La France a engagé un vingtaine d'appareils, dont huit chasseurs Rafale.
Le porte-avions à propulsion nucléaire Charles de Gaulle devait
appareiller ce dimanche 20 mars de Toulon en direction de la Libye. Le Qatar,
plusieurs pays européens (Belgique, Pays-Bas, Danemark, Norvège,
Espagne) et le Canada, ont confirmé au sommet de Paris leur volonté
de participer aussi aux opérations militaires, en fournissant des
avions. L'Espagne offre en outre, comme l'Italie, l'usage de bases.

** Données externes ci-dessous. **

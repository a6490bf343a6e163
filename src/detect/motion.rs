//! Frame-differencing motion detector.
//!
//! Each frame is reduced to a blurred luminance image and compared with the
//! previous one. Pixels whose change exceeds the intensity threshold form a
//! binary mask; the mask is dilated so one moving object yields one blob, and
//! every external blob above the area threshold becomes a `MotionRegion`.
//!
//! A detector owns exactly one baseline. Use one instance per camera stream.

use image::{GrayImage, Luma};
use imageproc::contours::{find_contours, BorderType};
use imageproc::contrast::{threshold, ThresholdType};
use imageproc::distance_transform::Norm;
use imageproc::filter::separable_filter_equal;
use imageproc::morphology::dilate;
use imageproc::point::Point;

use crate::frame::{Frame, MotionRegion};

pub const DEFAULT_MOTION_THRESHOLD: u8 = 25;
pub const DEFAULT_MIN_AREA: f64 = 500.0;
pub const DEFAULT_BLUR_KERNEL: u32 = 21;
pub const DEFAULT_DILATE_ITERATIONS: u8 = 2;

#[derive(Clone, Debug, PartialEq)]
pub struct MotionSettings {
    /// Per-pixel intensity delta that counts as change.
    pub threshold: u8,
    /// Contour area (in pixels) a blob must exceed to count as motion.
    pub min_area: f64,
    /// Odd Gaussian kernel size used to suppress sensor noise.
    pub blur_kernel: u32,
    /// Number of 3x3 dilation passes over the change mask.
    pub dilate_iterations: u8,
}

impl Default for MotionSettings {
    fn default() -> Self {
        Self {
            threshold: DEFAULT_MOTION_THRESHOLD,
            min_area: DEFAULT_MIN_AREA,
            blur_kernel: DEFAULT_BLUR_KERNEL,
            dilate_iterations: DEFAULT_DILATE_ITERATIONS,
        }
    }
}

impl MotionSettings {
    /// Gaussian sigma for the configured kernel, using the same derivation as
    /// OpenCV when sigma is left at zero.
    pub fn blur_sigma(&self) -> f32 {
        let k = self.blur_kernel.max(3) as f32;
        0.3 * ((k - 1.0) * 0.5 - 1.0) + 0.8
    }

    /// Normalised 1-D Gaussian taps, `blur_kernel` wide (forced odd, at least 3).
    pub fn blur_kernel_taps(&self) -> Vec<f32> {
        let size = (self.blur_kernel.max(3) | 1) as usize;
        let sigma = self.blur_sigma();
        let centre = (size / 2) as f32;
        let mut taps: Vec<f32> = (0..size)
            .map(|i| {
                let d = i as f32 - centre;
                (-(d * d) / (2.0 * sigma * sigma)).exp()
            })
            .collect();
        let sum: f32 = taps.iter().sum();
        for tap in taps.iter_mut() {
            *tap /= sum;
        }
        taps
    }
}

/// Result of one `detect_motion` call.
#[derive(Clone, Debug, PartialEq)]
pub enum MotionOutcome {
    /// No baseline existed (first frame, or geometry changed); this frame is now
    /// the baseline.
    Baseline,
    /// Compared against the baseline and found no qualifying blob.
    Still,
    /// At least one blob exceeded the area threshold.
    Motion(Vec<MotionRegion>),
}

impl MotionOutcome {
    pub fn motion_detected(&self) -> bool {
        matches!(self, MotionOutcome::Motion(_))
    }

    /// Regions of change, or `None` when there was no motion.
    pub fn regions(&self) -> Option<&[MotionRegion]> {
        match self {
            MotionOutcome::Motion(regions) => Some(regions),
            MotionOutcome::Baseline | MotionOutcome::Still => None,
        }
    }
}

pub struct MotionDetector {
    settings: MotionSettings,
    blur_taps: Vec<f32>,
    previous: Option<GrayImage>,
}

impl MotionDetector {
    pub fn new(settings: MotionSettings) -> Self {
        let blur_taps = settings.blur_kernel_taps();
        Self {
            settings,
            blur_taps,
            previous: None,
        }
    }

    pub fn has_baseline(&self) -> bool {
        self.previous.is_some()
    }

    /// Compare `frame` with the previous frame and advance the baseline.
    ///
    /// The baseline is replaced with this frame on every call, whatever the
    /// outcome.
    pub fn detect_motion(&mut self, frame: &Frame) -> MotionOutcome {
        let current = self.preprocess(frame);

        let outcome = match self.previous.as_ref() {
            None => MotionOutcome::Baseline,
            Some(previous) if previous.dimensions() != current.dimensions() => {
                log::debug!(
                    "frame geometry changed {:?} -> {:?}; re-seeding motion baseline",
                    previous.dimensions(),
                    current.dimensions()
                );
                MotionOutcome::Baseline
            }
            Some(previous) => {
                let regions = self.changed_regions(previous, &current);
                if regions.is_empty() {
                    MotionOutcome::Still
                } else {
                    MotionOutcome::Motion(regions)
                }
            }
        };

        self.previous = Some(current);
        outcome
    }

    /// Drop the baseline; the next frame re-seeds it.
    pub fn reset(&mut self) {
        self.previous = None;
    }

    fn preprocess(&self, frame: &Frame) -> GrayImage {
        let gray = image::imageops::grayscale(frame.image());
        separable_filter_equal(&gray, &self.blur_taps)
    }

    fn changed_regions(&self, previous: &GrayImage, current: &GrayImage) -> Vec<MotionRegion> {
        let delta = abs_diff(previous, current);
        let mut mask = threshold(&delta, self.settings.threshold, ThresholdType::Binary);
        if self.settings.dilate_iterations > 0 {
            // n passes of a 3x3 square equal one pass with a chessboard radius of n.
            mask = dilate(&mask, Norm::LInf, self.settings.dilate_iterations);
        }

        // Blobs touching the image edge only get an outer border when the
        // mask is surrounded by background.
        let (width, height) = mask.dimensions();
        let mut padded = GrayImage::new(width + 2, height + 2);
        image::imageops::replace(&mut padded, &mask, 1, 1);

        find_contours::<i32>(&padded)
            .into_iter()
            .filter(|contour| contour.border_type == BorderType::Outer && contour.parent.is_none())
            .filter(|contour| contour_area(&contour.points) > self.settings.min_area)
            .filter_map(|contour| bounding_rect(&contour.points, width, height))
            .collect()
    }
}

impl Default for MotionDetector {
    fn default() -> Self {
        Self::new(MotionSettings::default())
    }
}

fn abs_diff(a: &GrayImage, b: &GrayImage) -> GrayImage {
    let (width, height) = a.dimensions();
    let mut out = GrayImage::new(width, height);
    for ((dst, pa), pb) in out.pixels_mut().zip(a.pixels()).zip(b.pixels()) {
        *dst = Luma([pa[0].abs_diff(pb[0])]);
    }
    out
}

/// Polygon area of a traced border (shoelace formula).
fn contour_area(points: &[Point<i32>]) -> f64 {
    if points.len() < 3 {
        return 0.0;
    }
    let mut twice_area: i64 = 0;
    for (i, p) in points.iter().enumerate() {
        let q = points[(i + 1) % points.len()];
        twice_area += p.x as i64 * q.y as i64 - q.x as i64 * p.y as i64;
    }
    twice_area.abs() as f64 / 2.0
}

/// Bounding box of a border traced on the 1-pixel padded mask, mapped back
/// into a `width` x `height` frame.
fn bounding_rect(points: &[Point<i32>], width: u32, height: u32) -> Option<MotionRegion> {
    let first = points.first()?;
    let (mut min_x, mut min_y, mut max_x, mut max_y) = (first.x, first.y, first.x, first.y);
    for p in points {
        min_x = min_x.min(p.x);
        min_y = min_y.min(p.y);
        max_x = max_x.max(p.x);
        max_y = max_y.max(p.y);
    }
    let clamp_x = |v: i32| (v - 1).clamp(0, width as i32 - 1);
    let clamp_y = |v: i32| (v - 1).clamp(0, height as i32 - 1);
    let (x0, x1) = (clamp_x(min_x), clamp_x(max_x));
    let (y0, y1) = (clamp_y(min_y), clamp_y(max_y));
    Some(MotionRegion {
        x: x0 as u32,
        y: y0 as u32,
        width: (x1 - x0 + 1) as u32,
        height: (y1 - y0 + 1) as u32,
    })
}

Frappes militaires couvertes par l'ONU
L'action de la coalition internationale contre la Libye est couverte par la
résolution
1973 du Conseil de sécurité de l'Organisation des Nations unies
(ONU). Elle autorisait le 17 mars la communauté internationale "à
prendre toutes les mesures nécessaires" afin de "protéger
les civils et les zones peuplées de civils sous la menace d'attaques
en Jamahiriya arabe libyenne, y compris Benghazi, tout en excluant une
occupation par la force". La résolution du Conseil prévoit
notamment la mise en place "d'une zone d'exclusion aérienne" pour
clouer au sol l'aviation militaire libyenne.
Le Conseil de sécurité a condamné "les violations systématiques
des droits de l'homme y compris la détention arbitraire, les disparitions
forcées et les exécutions sommaires" et a rappelé
"la condamnation par la Ligue arabe, l'Union africaine et le Secrétaire
général de l'Organisation de la Conférence islamique
des violations graves des droits de l'homme et du droit humanitaire international
qui ont été commises en Libye" par le régime du colonel
Kadhafi pour tenter de réduire la vive contestation populaire qu'il
affronte depuis un mois. La Cour pénale internationale de La
Haye (CPI) a ouvert une enquête pour crimes présumés
contre l'humanité.
Les 15 membres du Conseil de sécurité avaient adopté
cette résolution par dix voix (Etats-Unis, France, Royaume-Uni, Afrique
du Sud, Bosnie-Herzégovine, Colombie, Gabon, Liban, Nigéria
et Portugal) et cinq abstentions (Chine, Russie, Allemagne, Brésil et Inde).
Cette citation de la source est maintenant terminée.